E você vai guardando, essas palavras
que viram fatos-fotos e idéias
de sonhos e beijos e abraços...
Que quando veem,
já foram despertadas
nas lembranças momentâneas
de outras incógnitas anacrônicas,
a andarem por aí
fazendo Tic-tac
e mascando imaginações;

E talvez, talvez,
algumas delas
guardem as tuas amarras
em fitas vermelhas,
escondendo assim as engrenagens
capazes de reorganizar
essas nossas cronologias feitas de escritos e instantes;
proscritos significantes...

Indecisões em ponto e vírgula.

Eu olho pras pessoas em termos universais e fico com saudade da tua face.

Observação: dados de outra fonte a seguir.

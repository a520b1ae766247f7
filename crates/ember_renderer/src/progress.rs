//! Render progress reporting.
//!
//! The renderer calls `update` once per finished scan line and `end`
//! once with the average traced-samples-per-pixel. Implementations must
//! be shareable across the worker pool.

use indicatif::{ProgressBar, ProgressStyle};

/// Progress collaborator for a running render.
pub trait RenderProgress: Send + Sync {
    /// Called after each completed row with the total finished so far.
    fn update(&self, rows_completed: u32);

    /// Called once when the render finishes.
    fn end(&self, average_samples: f64);
}

/// Terminal progress bar.
pub struct ProgressBarReporter {
    bar: ProgressBar,
}

impl ProgressBarReporter {
    /// Create a bar spanning `total_rows` scan lines.
    pub fn new(total_rows: u32) -> Self {
        let bar = ProgressBar::new(total_rows as u64);
        bar.set_style(
            ProgressStyle::default_bar()
                .template("Rendering: [{bar:50}] {percent}% ETA: {eta}")
                .unwrap_or_else(|_| ProgressStyle::default_bar())
                .progress_chars("= "),
        );
        Self { bar }
    }
}

impl RenderProgress for ProgressBarReporter {
    fn update(&self, rows_completed: u32) {
        self.bar.set_position(rows_completed as u64);
    }

    fn end(&self, average_samples: f64) {
        self.bar.finish();
        log::info!(
            "Render finished in {:.1?}, average sample count = {:.2}",
            self.bar.elapsed(),
            average_samples
        );
    }
}

/// Silent progress sink for tests and library use.
pub struct NullProgress;

impl RenderProgress for NullProgress {
    fn update(&self, _rows_completed: u32) {}

    fn end(&self, _average_samples: f64) {}
}
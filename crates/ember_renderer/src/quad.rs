//! Planar quad primitive and the box helper built from six of them.

use crate::{
    hittable::{HitRecord, Hittable, HittableList},
    Material,
};
use ember_math::{Aabb, Interval, Ray, Vec3};

/// A parallelogram defined by a corner point and two edge vectors.
pub struct Quad<M: Material> {
    /// Corner point
    q: Vec3,
    /// Edge vectors spanning the quad from q
    u: Vec3,
    v: Vec3,
    /// n / dot(n, n), used to project hit points onto plane coordinates
    w: Vec3,
    normal: Vec3,
    /// Plane offset: dot(normal, q)
    d: f32,
    material: M,
    bbox: Aabb,
}

impl<M: Material> Quad<M> {
    /// Create a new quad from a corner and two edge vectors.
    pub fn new(q: Vec3, u: Vec3, v: Vec3, material: M) -> Self {
        let n = u.cross(v);
        let normal = n.normalize();
        let d = normal.dot(q);
        let w = n / n.dot(n);

        // Box of both diagonals catches every orientation
        let bbox = Aabb::surrounding(
            &Aabb::from_points(q, q + u + v),
            &Aabb::from_points(q + u, q + v),
        );

        Self {
            q,
            u,
            v,
            w,
            normal,
            d,
            material,
            bbox,
        }
    }

    /// True if plane coordinates (alpha, beta) land inside the quad.
    fn is_interior(alpha: f32, beta: f32) -> bool {
        let unit = Interval::new(0.0, 1.0);
        unit.contains(alpha) && unit.contains(beta)
    }
}

impl<M: Material + 'static> Hittable for Quad<M> {
    fn hit<'a>(&'a self, ray: &Ray, ray_t: Interval, rec: &mut HitRecord<'a>) -> bool {
        let denom = self.normal.dot(ray.direction());

        // Ray parallel to the plane
        if denom.abs() < 1e-8 {
            return false;
        }

        let t = (self.d - self.normal.dot(ray.origin())) / denom;
        if !ray_t.contains(t) {
            return false;
        }

        // Project the planar hit point onto the quad's edge basis
        let intersection = ray.at(t);
        let planar_hit = intersection - self.q;
        let alpha = self.w.dot(planar_hit.cross(self.v));
        let beta = self.w.dot(self.u.cross(planar_hit));

        if !Self::is_interior(alpha, beta) {
            return false;
        }

        rec.t = t;
        rec.p = intersection;
        rec.u = alpha;
        rec.v = beta;
        rec.material = &self.material;
        rec.set_face_normal(ray, self.normal);

        true
    }

    fn bounding_box(&self) -> Aabb {
        self.bbox
    }
}

/// Build the six quads of an axis-aligned box spanning two corners.
pub fn make_box<M: Material + Clone + 'static>(a: Vec3, b: Vec3, material: M) -> HittableList {
    let mut sides = HittableList::new();

    let min = a.min(b);
    let max = a.max(b);

    let dx = Vec3::new(max.x - min.x, 0.0, 0.0);
    let dy = Vec3::new(0.0, max.y - min.y, 0.0);
    let dz = Vec3::new(0.0, 0.0, max.z - min.z);

    let m = material;
    // front, right, back, left, top, bottom
    sides.add(Box::new(Quad::new(
        Vec3::new(min.x, min.y, max.z),
        dx,
        dy,
        m.clone(),
    )));
    sides.add(Box::new(Quad::new(
        Vec3::new(max.x, min.y, max.z),
        -dz,
        dy,
        m.clone(),
    )));
    sides.add(Box::new(Quad::new(
        Vec3::new(max.x, min.y, min.z),
        -dx,
        dy,
        m.clone(),
    )));
    sides.add(Box::new(Quad::new(
        Vec3::new(min.x, min.y, min.z),
        dz,
        dy,
        m.clone(),
    )));
    sides.add(Box::new(Quad::new(
        Vec3::new(min.x, max.y, max.z),
        dx,
        -dz,
        m.clone(),
    )));
    sides.add(Box::new(Quad::new(
        Vec3::new(min.x, min.y, min.z),
        dx,
        dz,
        m,
    )));

    sides
}
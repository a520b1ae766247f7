//! Random sampling helpers.
//!
//! All randomness in the renderer flows through `&mut dyn RngCore`
//! handed down from the per-row driver, keeping renders reproducible
//! for a fixed seed.

use ember_math::Vec3;
use rand::{Rng, RngCore};

/// Generate a uniform f32 in [0, 1).
#[inline]
pub fn gen_f32(rng: &mut dyn RngCore) -> f32 {
    rng.gen()
}

/// Generate a uniform point on the unit sphere.
pub fn random_unit_vector(rng: &mut dyn RngCore) -> Vec3 {
    // Rejection sampling in the unit ball, then normalize
    loop {
        let v = Vec3::new(
            gen_f32(rng) * 2.0 - 1.0,
            gen_f32(rng) * 2.0 - 1.0,
            gen_f32(rng) * 2.0 - 1.0,
        );
        let len_sq = v.length_squared();
        if len_sq > 1e-6 && len_sq <= 1.0 {
            return v / len_sq.sqrt();
        }
    }
}

/// Sample a random point in the unit disk (z = 0).
pub fn random_in_unit_disk(rng: &mut dyn RngCore) -> Vec3 {
    loop {
        let p = Vec3::new(gen_f32(rng) * 2.0 - 1.0, gen_f32(rng) * 2.0 - 1.0, 0.0);
        if p.length_squared() < 1.0 {
            return p;
        }
    }
}

/// Sample a random point in the [-0.5, 0.5] x [-0.5, 0.5] unit square.
pub fn sample_square(rng: &mut dyn RngCore) -> Vec3 {
    Vec3::new(gen_f32(rng) - 0.5, gen_f32(rng) - 0.5, 0.0)
}
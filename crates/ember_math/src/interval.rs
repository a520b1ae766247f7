/// A closed scalar range [min, max] used to bound valid hit parameters.
#[derive(Debug, Clone, Copy, PartialEq)]
pub struct Interval {
    pub min: f32,
    pub max: f32,
}

impl Interval {
    /// Create a new interval given min and max values.
    pub fn new(min: f32, max: f32) -> Self {
        Self { min, max }
    }

    /// Returns the size of the interval (max - min).
    pub fn size(&self) -> f32 {
        self.max - self.min
    }

    /// Returns true if x is within the interval [min, max] (inclusive).
    pub fn contains(&self, x: f32) -> bool {
        self.min <= x && x <= self.max
    }

    /// Returns true if x is strictly within the interval (min, max) (exclusive).
    pub fn surrounds(&self, x: f32) -> bool {
        self.min < x && x < self.max
    }

    /// Clamps x to be within the interval [min, max].
    pub fn clamp(&self, x: f32) -> f32 {
        x.clamp(self.min, self.max)
    }

    /// Expands the interval by delta/2 on each side.
    pub fn expand(&self, delta: f32) -> Interval {
        let padding = delta / 2.0;
        Interval::new(self.min - padding, self.max + padding)
    }

    /// Adds a scalar displacement to both min and max.
    pub fn add_scalar(&self, displacement: f32) -> Interval {
        Interval::new(self.min + displacement, self.max + displacement)
    }

    /// Creates an interval that surrounds two other intervals.
    pub fn surrounding(a: &Interval, b: &Interval) -> Interval {
        Interval::new(a.min.min(b.min), a.max.max(b.max))
    }

    /// An empty interval (min > max, contains nothing).
    pub const EMPTY: Interval = Interval {
        min: f32::INFINITY,
        max: f32::NEG_INFINITY,
    };

    /// A universe interval (contains everything).
    pub const UNIVERSE: Interval = Interval {
        min: f32::NEG_INFINITY,
        max: f32::INFINITY,
    };
}
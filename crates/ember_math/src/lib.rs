// Re-export glam for convenience
pub use glam::*;

mod aabb;
mod interval;
mod ray;

pub use aabb::Aabb;
pub use interval::Interval;
pub use ray::Ray;

#[cfg(test)]
mod tests {
    use super::*;

    #[test]
    fn test_vec3_operations() {
        let a = Vec3::new(1.0, 2.0, 3.0);
        let b = Vec3::new(4.0, 5.0, 6.0);
        assert_eq!(a + b, Vec3::new(5.0, 7.0, 9.0));
        assert_eq!(a.dot(b), 32.0);
        assert_eq!(Vec3::X.cross(Vec3::Y), Vec3::Z);
    }
}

É um tipo meio bobo de pensamento-ideamento, não é?

Talvez, ou só, só - que
o que mais me incomoda
é projetar interesse
ou a idéia de interessante
o Tempo todo.

Vez ou outra, tanto faz;
Tudo em desejo é.
um fechar de olhos, Mesmo.

E as palavras só te tocam mais fundo
por onde os teus olhos já navegaram,
num cais aleatório que abriga naufrágios,
algo como um ponto...
em que ambos são;

Estranhos e estranhas razões,
em dimensões
que algo parecem
entranhas e labirinto,
que nem sempre traduzem
perspectiva em realidades.

Desejos padecem de excessos,
exceto quando você sabe
inexoravelmente o que quer.
E se algo inda transmuta tuas palavras,
é porque você se permite, ocasionalmente,
trapacear ao destino os caprichos
dessa tua curiosidade sem fim.

Pois é quase fúnebre se ver
com olhos de poucas palavras;
E se há de ser destas o motivo
De um sorriso mesclando-se
Em recordações e idéias
que nos perfazem enquanto leitores,
eternos viajantes das mais diversas cronologias,
que aqui elas se perpetuem em reticências...

Universo

O ponto é só que o tempo vai passando
E o gosto dos beijos imaginários
Trespassa a necessidade dos reais,
Tornando-se apenas lembrança ocasional,
Um algo-alguém que está lá,
simplesmente flutuando na memória,
Em eterna expectativa,
E ainda sem preocupar tanto...

Pessoas são complicadas,
E eu sou bastante também,
Então ocasionalmente os caminhos se batem
E os olhos se cruzam, e as semanas passam
E tudo às vezes parece uma espécie de sonho,
Ou uma questão de momento...

O único porém é que a gente tem uma tendência
De querer eternizar esses momentos,
Principalmente quando se olha pra um alguém
Que a gente gosta absurdamente,
E daí vem as reflexões,
os pensamentos,
as saudades...
Tudo em antecipação,
Como que vendo esboços da própria
História, antes dela mal começar.

E essas saudades que não deveriam ser,
Nada além de olhares,
Que não deveriam chegar
Ao ponto das palavras,
Que se tornariam pinturas
De idéias em gestação,
Um tanto criativas e
Quase exponenciais...
Cá se tornam só poesia
Boba, que fica aqui
Pensando em ir
Te procurar, te achar
E ficar batendo papo
Até o dia de hoje
transladar o próximo
em outro, e outro, e mais outro....

E então parecer aos nossos olhos universais
que o sol deu de fato uma volta na terra,
sem que os outros planetas percebessem;
quando tudo na verdade se resumia a Gaia,
brincando de roda com Apolo.

Movimento estacionário

Vez ou outra a gente pensa
Em algo como evocar
uma menina, a observar
as ondas de reflexo
do mar dos pensamentos
através duma janela de vidro,

Espelhando sentimentos
em tempos ainda não delineados,
por uma atmosfera de palavras
que vê o vento a deslizar,
úndivago, pelos olhos e cabelos
dessa mesma menina

Que exclama baixinho,
Em pensamentos
E palavras não ditas:
"Uau"

E olha pro céu e diz:
"Você criou esse agora?"

E eis que os sonhos dela
Parecem se tornar oceano,
Seus olhos a refletirem a saudade
Desses dias de imaginária liberdade,
Desses momentos etéreos em que ela
Se desligava dos problemas do mundo
E seus olhos pareciam abrigar
Aquele azul além das janelas de vidro,
Em doces e salgadas porções de infinito,

"Enquanto ela segue pela orla de Salvador,
os ônibus lotados, às sete da manhã."